Stokesby comes from a mixture of Old English and Old Scandinavian meaning ‘village with an outlying farmstead or pasture’. Herringby comes from the Old Scandinavian meaning ‘village or settlement of the people of Herringr’. Middle and Late Saxon pottery (NHER 41010), Late Saxon strap ends (NHER 41010, 37430) and a strip from a Late Saxon or early medieval casket (NHER 37430) have been found by metal detecting. Both Stokesby and Herringby are mentioned in the Domesday Book. Stokesby is recorded as a large and valuable manor held by a free man named Edwin, with a church and various outlying lands. Herringby is recorded as a smaller holding held by Reinbald the Goldsmith.
Herringby was gradually deserted during the medieval period. The church of St Ethelbert (NHER 8592) is shown on a 16th century estate map but there are no longer any standing remains. Fragments of medieval masonry have been incorporated into the garden walls of Herringby Hall (NHER 8592), a 19th century house that stands on the probable site of the medieval village.
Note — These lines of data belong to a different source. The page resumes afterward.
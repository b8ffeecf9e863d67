// Command syntaxes: ordered argument templates bound to a handler

mod ambiguity;
mod flags;

pub use ambiguity::AmbiguityChecker;
pub use flags::{Flag, FlagExtractor, FlagMap, FlagSet, FlagValue};

use crate::arguments::{Argument, ArgumentParseError, Value};
use crate::context::CommandContext;
use crate::error::{DispatchError, DispatchResult};
use std::collections::{HashMap, HashSet};
use std::fmt;
use std::sync::Arc;
use thiserror::Error;

/// User code bound to a syntax or to a command's zero-argument path
pub type Handler<S> = Arc<dyn Fn(&S, &CommandContext) -> anyhow::Result<()> + Send + Sync>;

/// Why a token stream does not fit a syntax
#[derive(Error, Debug, Clone, PartialEq)]
pub enum MatchError {
    #[error(transparent)]
    Argument(#[from] ArgumentParseError),

    #[error("Missing required argument '{0}'")]
    MissingArgument(String),

    #[error("Expected at most {expected} arguments, found {found}")]
    TooManyArguments { expected: usize, found: usize },
}

/// Descriptive data attached to a syntax
#[derive(Debug, Clone, Default, PartialEq, Eq)]
pub struct SyntaxInfo {
    pub description: Option<String>,
    pub permission: Option<String>,
}

/// An immutable argument template with its handler
pub struct Syntax<S> {
    label: String,
    arguments: Vec<Argument>,
    flags: FlagSet,
    capability: Option<String>,
    info: SyntaxInfo,
    handler: Handler<S>,
}

impl<S> Syntax<S> {
    pub fn builder(label: impl Into<String>) -> SyntaxBuilder<S> {
        SyntaxBuilder::new(label)
    }

    /// Name of the owning command
    pub fn label(&self) -> &str {
        &self.label
    }

    pub fn arguments(&self) -> &[Argument] {
        &self.arguments
    }

    pub fn argument(&self, index: usize) -> Option<&Argument> {
        self.arguments.get(index)
    }

    pub fn flags(&self) -> &FlagSet {
        &self.flags
    }

    /// Sender capability the handler needs, if any
    pub fn capability(&self) -> Option<&str> {
        self.capability.as_deref()
    }

    pub fn info(&self) -> &SyntaxInfo {
        &self.info
    }

    pub fn handler(&self) -> &Handler<S> {
        &self.handler
    }

    /// Full argument count
    pub fn length(&self) -> usize {
        self.arguments.len()
    }

    /// Number of positions that must be filled, flags and optional arguments excluded
    pub fn required_length(&self) -> usize {
        self.arguments.iter().filter(|a| !a.is_optional()).count()
    }

    /// Whether `count` positional tokens can possibly fit
    pub fn accepts_length(&self, count: usize) -> bool {
        count >= self.required_length() && count <= self.length()
    }

    /// Walk the positional tokens against the arguments, binding every value
    ///
    /// Absent optional arguments resolve to their default, or to
    /// `Value::Absent` when they have none.
    pub fn resolve(&self, tokens: &[String]) -> Result<HashMap<String, Value>, MatchError> {
        if tokens.len() > self.length() {
            return Err(MatchError::TooManyArguments {
                expected: self.length(),
                found: tokens.len(),
            });
        }

        let mut values = HashMap::with_capacity(self.arguments.len());
        let mut cursor = 0;

        for argument in &self.arguments {
            match tokens.get(cursor) {
                Some(token) => {
                    let value = argument.parse(token)?;
                    values.insert(argument.id().to_string(), value);
                    cursor += 1;
                }
                None if argument.is_optional() => {
                    let value = argument.default().cloned().unwrap_or(Value::Absent);
                    values.insert(argument.id().to_string(), value);
                }
                None => return Err(MatchError::MissingArgument(argument.id().to_string())),
            }
        }

        Ok(values)
    }

    /// Structural and semantic match against positional tokens
    pub fn matches(&self, tokens: &[String]) -> bool {
        self.accepts_length(tokens.len()) && self.resolve(tokens).is_ok()
    }

    /// `label literal <required> [optional]`
    pub fn usage(&self) -> String {
        let mut usage = self.label.clone();
        for argument in &self.arguments {
            usage.push(' ');
            usage.push_str(&argument.usage());
        }
        for flag in self.flags.iter() {
            usage.push_str(&format!(" [--{}]", flag.name()));
        }
        usage
    }

    /// Structural identity: same arguments and flags, handler ignored
    pub fn same_structure(&self, other: &Syntax<S>) -> bool {
        self.arguments.len() == other.arguments.len()
            && self
                .arguments
                .iter()
                .zip(&other.arguments)
                .all(|(a, b)| a.same_shape(b))
            && self.flags == other.flags
    }
}

impl<S> fmt::Debug for Syntax<S> {
    fn fmt(&self, f: &mut fmt::Formatter<'_>) -> fmt::Result {
        f.debug_struct("Syntax")
            .field("usage", &self.usage())
            .field("capability", &self.capability)
            .field("info", &self.info)
            .finish_non_exhaustive()
    }
}

/// Assembles a syntax and checks its argument layout
pub struct SyntaxBuilder<S> {
    label: String,
    arguments: Vec<Argument>,
    flags: FlagSet,
    capability: Option<String>,
    info: SyntaxInfo,
    handler: Option<Handler<S>>,
}

impl<S> SyntaxBuilder<S> {
    pub fn new(label: impl Into<String>) -> Self {
        Self {
            label: label.into(),
            arguments: Vec::new(),
            flags: FlagSet::new(),
            capability: None,
            info: SyntaxInfo::default(),
            handler: None,
        }
    }

    pub fn argument(mut self, argument: Argument) -> Self {
        self.arguments.push(argument);
        self
    }

    pub fn flag(mut self, flag: Flag) -> Self {
        self.flags.add(flag);
        self
    }

    pub fn capability(mut self, capability: impl Into<String>) -> Self {
        self.capability = Some(capability.into());
        self
    }

    pub fn description(mut self, description: impl Into<String>) -> Self {
        self.info.description = Some(description.into());
        self
    }

    pub fn permission(mut self, permission: impl Into<String>) -> Self {
        self.info.permission = Some(permission.into());
        self
    }

    pub fn execute<F>(mut self, handler: F) -> Self
    where
        F: Fn(&S, &CommandContext) -> anyhow::Result<()> + Send + Sync + 'static,
    {
        self.handler = Some(Arc::new(handler));
        self
    }

    /// Build the syntax, rejecting layouts matching cannot honour
    pub fn build(self) -> DispatchResult<Syntax<S>> {
        let handler = self.handler.ok_or_else(|| {
            DispatchError::invalid_syntax(format!("syntax of '{}' has no handler", self.label))
        })?;

        let mut seen = HashSet::new();
        let mut optional_from: Option<&str> = None;

        for argument in &self.arguments {
            if !seen.insert(argument.id().to_ascii_lowercase()) {
                return Err(DispatchError::invalid_syntax(format!(
                    "duplicate argument id '{}' in '{}'",
                    argument.id(),
                    self.label
                )));
            }

            if argument.is_literal() && argument.default().is_some() {
                return Err(DispatchError::invalid_syntax(format!(
                    "literal '{}' cannot carry a default",
                    argument.id()
                )));
            }

            match optional_from {
                Some(optional) if !argument.is_optional() => {
                    return Err(DispatchError::invalid_syntax(format!(
                        "required argument '{}' follows optional argument '{}'",
                        argument.id(),
                        optional
                    )));
                }
                None if argument.is_optional() => optional_from = Some(argument.id()),
                _ => {}
            }
        }

        Ok(Syntax {
            label: self.label,
            arguments: self.arguments,
            flags: self.flags,
            capability: self.capability,
            info: self.info,
            handler,
        })
    }
}

#[cfg(test)]
mod tests {
    use super::*;

    fn tokens(raw: &[&str]) -> Vec<String> {
        raw.iter().map(|s| s.to_string()).collect()
    }

    fn give() -> Syntax<()> {
        Syntax::builder("inv")
            .argument(Argument::literal("give"))
            .argument(Argument::word("player"))
            .argument(Argument::integer("amount").default_value(1))
            .execute(|_, _| Ok(()))
            .build()
            .unwrap()
    }

    #[test]
    fn test_lengths() {
        let syntax = give();
        assert_eq!(syntax.length(), 3);
        assert_eq!(syntax.required_length(), 2);
        assert!(syntax.accepts_length(2));
        assert!(!syntax.accepts_length(1));
        assert!(!syntax.accepts_length(4));
    }

    #[test]
    fn test_resolve_binds_every_argument() {
        let values = give().resolve(&tokens(&["GIVE", "Bob", "5"])).unwrap();
        assert_eq!(values.len(), 3);
        assert_eq!(values["give"], Value::Text("give".into()));
        assert_eq!(values["player"], Value::Text("Bob".into()));
        assert_eq!(values["amount"], Value::Integer(5));
    }

    #[test]
    fn test_absent_optional_takes_default() {
        let values = give().resolve(&tokens(&["give", "Bob"])).unwrap();
        assert_eq!(values["amount"], Value::Integer(1));
    }

    #[test]
    fn test_absent_optional_without_default_is_bound() {
        let syntax: Syntax<()> = Syntax::builder("warp")
            .argument(Argument::literal("go"))
            .argument(Argument::word("name").optional())
            .execute(|_, _| Ok(()))
            .build()
            .unwrap();
        let values = syntax.resolve(&tokens(&["go"])).unwrap();
        assert_eq!(values.len(), 2);
        assert!(values["name"].is_absent());
    }

    #[test]
    fn test_mismatches() {
        let syntax = give();
        assert!(!syntax.matches(&tokens(&["take", "Bob"])));
        assert!(!syntax.matches(&tokens(&["give", "Bob", "many"])));
        assert!(!syntax.matches(&tokens(&["give"])));
        assert!(!syntax.matches(&tokens(&["give", "Bob", "1", "extra"])));
        assert!(matches!(
            syntax.resolve(&tokens(&["give"])),
            Err(MatchError::MissingArgument(ref id)) if id == "player"
        ));
    }

    #[test]
    fn test_usage() {
        let syntax: Syntax<()> = Syntax::builder("inv")
            .argument(Argument::literal("give"))
            .argument(Argument::word("player"))
            .argument(Argument::integer("amount").optional())
            .flag(Flag::switch("silent"))
            .execute(|_, _| Ok(()))
            .build()
            .unwrap();
        assert_eq!(syntax.usage(), "inv give <player> [amount] [--silent]");
    }

    #[test]
    fn test_interior_optional_rejected() {
        let result: DispatchResult<Syntax<()>> = Syntax::builder("tp")
            .argument(Argument::word("target").optional())
            .argument(Argument::word("destination"))
            .execute(|_, _| Ok(()))
            .build();
        assert!(matches!(result, Err(DispatchError::InvalidSyntax(_))));
    }

    #[test]
    fn test_literal_default_rejected() {
        let result: DispatchResult<Syntax<()>> = Syntax::builder("x")
            .argument(Argument::literal("all").default_value("all"))
            .execute(|_, _| Ok(()))
            .build();
        assert!(matches!(result, Err(DispatchError::InvalidSyntax(_))));
    }

    #[test]
    fn test_missing_handler_rejected() {
        let result: DispatchResult<Syntax<()>> =
            Syntax::builder("x").argument(Argument::word("a")).build();
        assert!(result.is_err());
    }

    #[test]
    fn test_duplicate_ids_rejected() {
        let result: DispatchResult<Syntax<()>> = Syntax::builder("x")
            .argument(Argument::word("a"))
            .argument(Argument::integer("A"))
            .execute(|_, _| Ok(()))
            .build();
        assert!(result.is_err());
    }

    #[test]
    fn test_structural_identity() {
        assert!(give().same_structure(&give()));
        let other: Syntax<()> = Syntax::builder("inv")
            .argument(Argument::literal("take"))
            .argument(Argument::word("player"))
            .argument(Argument::integer("amount").default_value(1))
            .execute(|_, _| Ok(()))
            .build()
            .unwrap();
        assert!(!give().same_structure(&other));
    }
}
The earthworks of a medieval to post medieval enclosure (NHER 42175) and various medieval to post medieval drainage ditches and channels (NHER 42404, 42405, 42427) have been recorded from aerial photographs. Medieval and post medieval pottery and metal finds have been found throughout the parish during fieldwalking and metal detecting.
St Andrew’s Church (NHER 8623) in Stokesby dates mainly from the 13th and 14th centuries with later alterations. The church contains a 15th century brass to Sir Edward Clere and his wife.
A terracotta plaque at Stokesby Hall. (© NCC)
Stokesby Hall (NHER 8615
) is on the site of a medieval manor house built by the Clere family. The earliest part of the Hall is a 16th century porch tower with decorative terracotta panels, and the rest of the Hall dates to the 17th and 18th centuries. Manor Farm (NHER 8613
) is an early 17th century farmhouse, with decorative brickwork and a walled garden.
Bure Reach (NHER 8624) is an 18th century house with reused medieval stone doorways. The Thatched House (NHER 42906) is a mid 18th century house with a thatched roof. Martinstaithe and Staithe House (NHER 42905) is an 18th century house now divided into two.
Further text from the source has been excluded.